Which is why, one afternoon, after beating Jules at chess seven times in an hour and a quarter, I decided to follow Adrian, to see where he disappeared to.
I waited until Jules had gone off to swim. It wasn't that I didn't want him to join the expedition, but I was a bit worried that if Adrian saw us following him, he might get upset with Jules – and I figured the poor guy had enough to worry about at the moment, without adding that to his load.
The reason Jules was able to go swimming at all was because we'd secretly followed Barry Barnes to the games room, where he'd made a little kid cry by pushing him off the retro pinball machine – then he'd started a game, using the kid's credits, so we knew he'd be occupied for a while.
I waited for Adrian to walk past, then began tailing him – which is no easy feat in a wheelchair. In fact, I almost lost him in the first minute, when he got into the lift.
I'm not so hot on stairs.
Truth is, I'm not even tempted to try a kamikaze-style descent just to 'feel the buzz' – even though I've seen Jackass more than once, so I'm aware of the incredibly stupid things you can achieve in a shopping trolley (or anything with wheels – wheelchairs included).

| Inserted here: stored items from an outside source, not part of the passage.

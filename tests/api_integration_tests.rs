// API Integration Tests
//
// Purpose: exercise every endpoint against an in-memory engine
// Run with: cargo test --features api --test api_integration_tests

#[cfg(feature = "api")]
mod api_tests {
    use axum::{
        body::Body,
        http::{Request, StatusCode},
    };
    use serde_json::Value;
    use site_scorer_rust::{
        create_router, AppState, BoundingRegion, EngineOptions, ExclusionMask, Factor, FeatureSet,
        GridPoint, HazardBoundary, Polygon, PresentationConfig, ProximityFactor, RasterFactor,
        RasterGrid, ScoringCurve, ScoringEngine,
    };
    use std::sync::Arc;
    use tower::ServiceExt; // for oneshot

    // Helper: 5x5 grid around Brisbane, one substation, a temperature raster
    // and a flood square over the north-east corner
    fn create_test_app() -> axum::Router {
        let region = BoundingRegion::new(-28.0, -27.0, 152.0, 153.0, 0.25);

        let substations = Arc::new(FeatureSet::from_points(vec![GridPoint::new(-27.5, 152.5)]));
        let temperatures = vec![20.0, 21.0, 22.0, 23.0, 24.0, 25.0, 26.0, 27.0, 28.0];
        let raster = Arc::new(RasterGrid::new(-28.0, 152.0, 0.5, 0.5, 3, 3, temperatures).unwrap());
        let factors = vec![
            Factor::new(
                "substation",
                0.6,
                Arc::new(ProximityFactor::new("substations", substations)),
                ScoringCurve::new([(0.0, 10.0), (1000.0, 10.0), (100_000.0, 1.0)]).unwrap(),
            ),
            Factor::new(
                "temperature",
                0.4,
                Arc::new(RasterFactor::new("temperature", raster)),
                ScoringCurve::inverted_range(20.0, 28.0).unwrap(),
            ),
        ];
        let flood: Arc<dyn ExclusionMask> = Arc::new(HazardBoundary::new(
            "flood",
            vec![Polygon::new(
                vec![
                    GridPoint::new(-27.1, 152.9),
                    GridPoint::new(-27.1, 153.1),
                    GridPoint::new(-26.9, 153.1),
                    GridPoint::new(-26.9, 152.9),
                ],
                vec![],
            )],
        ));
        let options = EngineOptions {
            threads: 2,
            batch_size: 4,
            ..EngineOptions::default()
        };

        let engine = ScoringEngine::new(region, factors, vec![flood], options).unwrap();
        let state = AppState::from_engine(engine, PresentationConfig::default()).unwrap();
        create_router(state)
    }

    // Helper: Parse JSON response
    async fn json_response(response: axum::response::Response) -> Value {
        let body = axum::body::to_bytes(response.into_body(), usize::MAX)
            .await
            .expect("Failed to read response body");
        serde_json::from_slice(&body).expect("Failed to parse JSON")
    }

    async fn get(uri: &str) -> axum::response::Response {
        create_test_app()
            .oneshot(Request::builder().uri(uri).body(Body::empty()).unwrap())
            .await
            .unwrap()
    }

    async fn post_json(uri: &str, body: Value) -> axum::response::Response {
        create_test_app()
            .oneshot(
                Request::builder()
                    .method("POST")
                    .uri(uri)
                    .header("content-type", "application/json")
                    .body(Body::from(body.to_string()))
                    .unwrap(),
            )
            .await
            .unwrap()
    }

    // =========================================================================
    // Section 1: Health Check
    // =========================================================================

    #[tokio::test]
    async fn test_health_check() {
        let response = get("/health").await;
        assert_eq!(response.status(), StatusCode::OK);

        let json = json_response(response).await;
        assert_eq!(json["status"], "healthy");
        assert_eq!(json["points"], 25);
        assert_eq!(json["factors"], serde_json::json!(["substation", "temperature"]));
    }

    // =========================================================================
    // Section 2: Precomputed Run
    // =========================================================================

    #[tokio::test]
    async fn test_heatmap_triples() {
        let response = get("/api/heatmap").await;
        assert_eq!(response.status(), StatusCode::OK);

        let json = json_response(response).await;
        let triples = json.as_array().unwrap();
        assert_eq!(triples.len(), 25);

        // Row-major: first is the south-west corner
        assert_eq!(triples[0][0], -28.0);
        assert_eq!(triples[0][1], 152.0);

        // North-east corner is flooded
        let last = triples[24].as_array().unwrap();
        assert_eq!(last.len(), 3);
        assert_eq!(last[2], 0.0);
    }

    #[tokio::test]
    async fn test_points_filter() {
        let response = get("/api/points?min_score=7.0&limit=3").await;
        assert_eq!(response.status(), StatusCode::OK);

        let json = json_response(response).await;
        let data = json["data"].as_array().unwrap();
        assert!(data.len() <= 3);
        assert!(!data.is_empty());
        for p in data {
            assert!(p["final_score"].as_f64().unwrap() >= 7.0);
            assert!(p["per_factor_score"]["substation"].is_number());
        }
    }

    #[tokio::test]
    async fn test_summary() {
        let json = json_response(get("/api/summary").await).await;
        assert_eq!(json["grid_points"], 25);
        assert_eq!(json["excluded"], 1);
        assert_eq!(json["batches"], 7);
    }

    #[tokio::test]
    async fn test_ranked_sites() {
        let response = get("/api/sites?limit=2").await;
        assert_eq!(response.status(), StatusCode::OK);

        let json = json_response(response).await;
        let sites = json["data"].as_array().unwrap();
        assert_eq!(sites.len(), 2);

        // Substation sits on (-27.5, 152.5)
        assert_eq!(sites[0]["lat"], -27.5);
        assert_eq!(sites[0]["lon"], 152.5);
        assert_eq!(sites[0]["label"], "Most desirable location");
        assert_eq!(sites[1]["rank"], 2);
    }

    #[tokio::test]
    async fn test_sites_limit_bounds() {
        assert_eq!(get("/api/sites?limit=0").await.status(), StatusCode::BAD_REQUEST);
        assert_eq!(get("/api/sites?limit=1000").await.status(), StatusCode::BAD_REQUEST);
    }

    #[tokio::test]
    async fn test_presentation_payload() {
        let json = json_response(get("/api/presentation").await).await;

        assert_eq!(json["title"], "Data Center Compass");
        assert_eq!(json["zoom"], 6);
        assert_eq!(json["marker"]["fillColor"], "#4285f4");
        assert_eq!(json["baseLayers"].as_array().unwrap().len(), 3);
        assert_eq!(json["heatmap"].as_array().unwrap().len(), 25);
        assert_eq!(json["sites"][0]["highlightRadiusM"], 20000.0);
    }

    // =========================================================================
    // Section 3: Ad-hoc Scoring
    // =========================================================================

    #[tokio::test]
    async fn test_score_points() {
        let body = serde_json::json!({
            "points": [
                { "lat": -27.5, "lon": 152.5 },
                { "lat": -27.0, "lon": 153.0 }
            ]
        });
        let response = post_json("/api/score", body).await;
        assert_eq!(response.status(), StatusCode::OK);

        let json = json_response(response).await;
        assert_eq!(json["rows"], 2);

        // 0.6 * 10 + 0.4 * 5.5
        let best = json["data"][0]["final_score"].as_f64().unwrap();
        assert!((best - 8.2).abs() < 1e-9);

        assert_eq!(json["data"][0]["exclusion_masks"], serde_json::json!([]));
        assert_eq!(json["data"][1]["excluded"], true);
        assert_eq!(json["data"][1]["final_score"], 0.0);
        assert_eq!(json["data"][1]["exclusion_masks"], serde_json::json!(["flood"]));
    }

    #[tokio::test]
    async fn test_score_points_validation() {
        let empty = post_json("/api/score", serde_json::json!({ "points": [] })).await;
        assert_eq!(empty.status(), StatusCode::BAD_REQUEST);
        let json = json_response(empty).await;
        assert!(json["error"].is_string());

        let body = serde_json::json!({ "points": [{ "lat": 95.0, "lon": 0.0 }] });
        let invalid = post_json("/api/score", body).await;
        assert_eq!(invalid.status(), StatusCode::BAD_REQUEST);
    }
}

And I watch the extreme sports channel regularly, especially the skateboard stunt shows – so I guess, all things considered, that it's not true what they say about the corrupting influence of TV.
As it was, I was lucky.
According to the indicator, the only floor the lift stopped at on the way down was E-Deck, and there isn't exactly a whole lot going on in that section of the ship – not during the day, at least.
When the lift came back up, I rolled in and rode it down to E-Deck.
There's one really interesting thing I've noticed about a cruise-liner.
With all those passengers and crew crowded onto one ship, you'd think you'd find it difficult to get away from people, but, in the end, you can still find places where there isn't a living soul in sight.
And when you do, it's truly creepy.
The corridors seem to suggest all sorts of eerie threats – fuelled, no doubt, by a few too many horror flicks about ghost ships, and all those scenes in Titanic, after the ship hits the iceberg, when Rose is schlepping around looking for Jack in the bowels of the ship, knee-deep in ice-cold water, with the old girl (Titanic, that is, not Kate Winslet) creaking and groaning like she's about to split in half (which, actually, she is about to do), and the lights flickering off and on.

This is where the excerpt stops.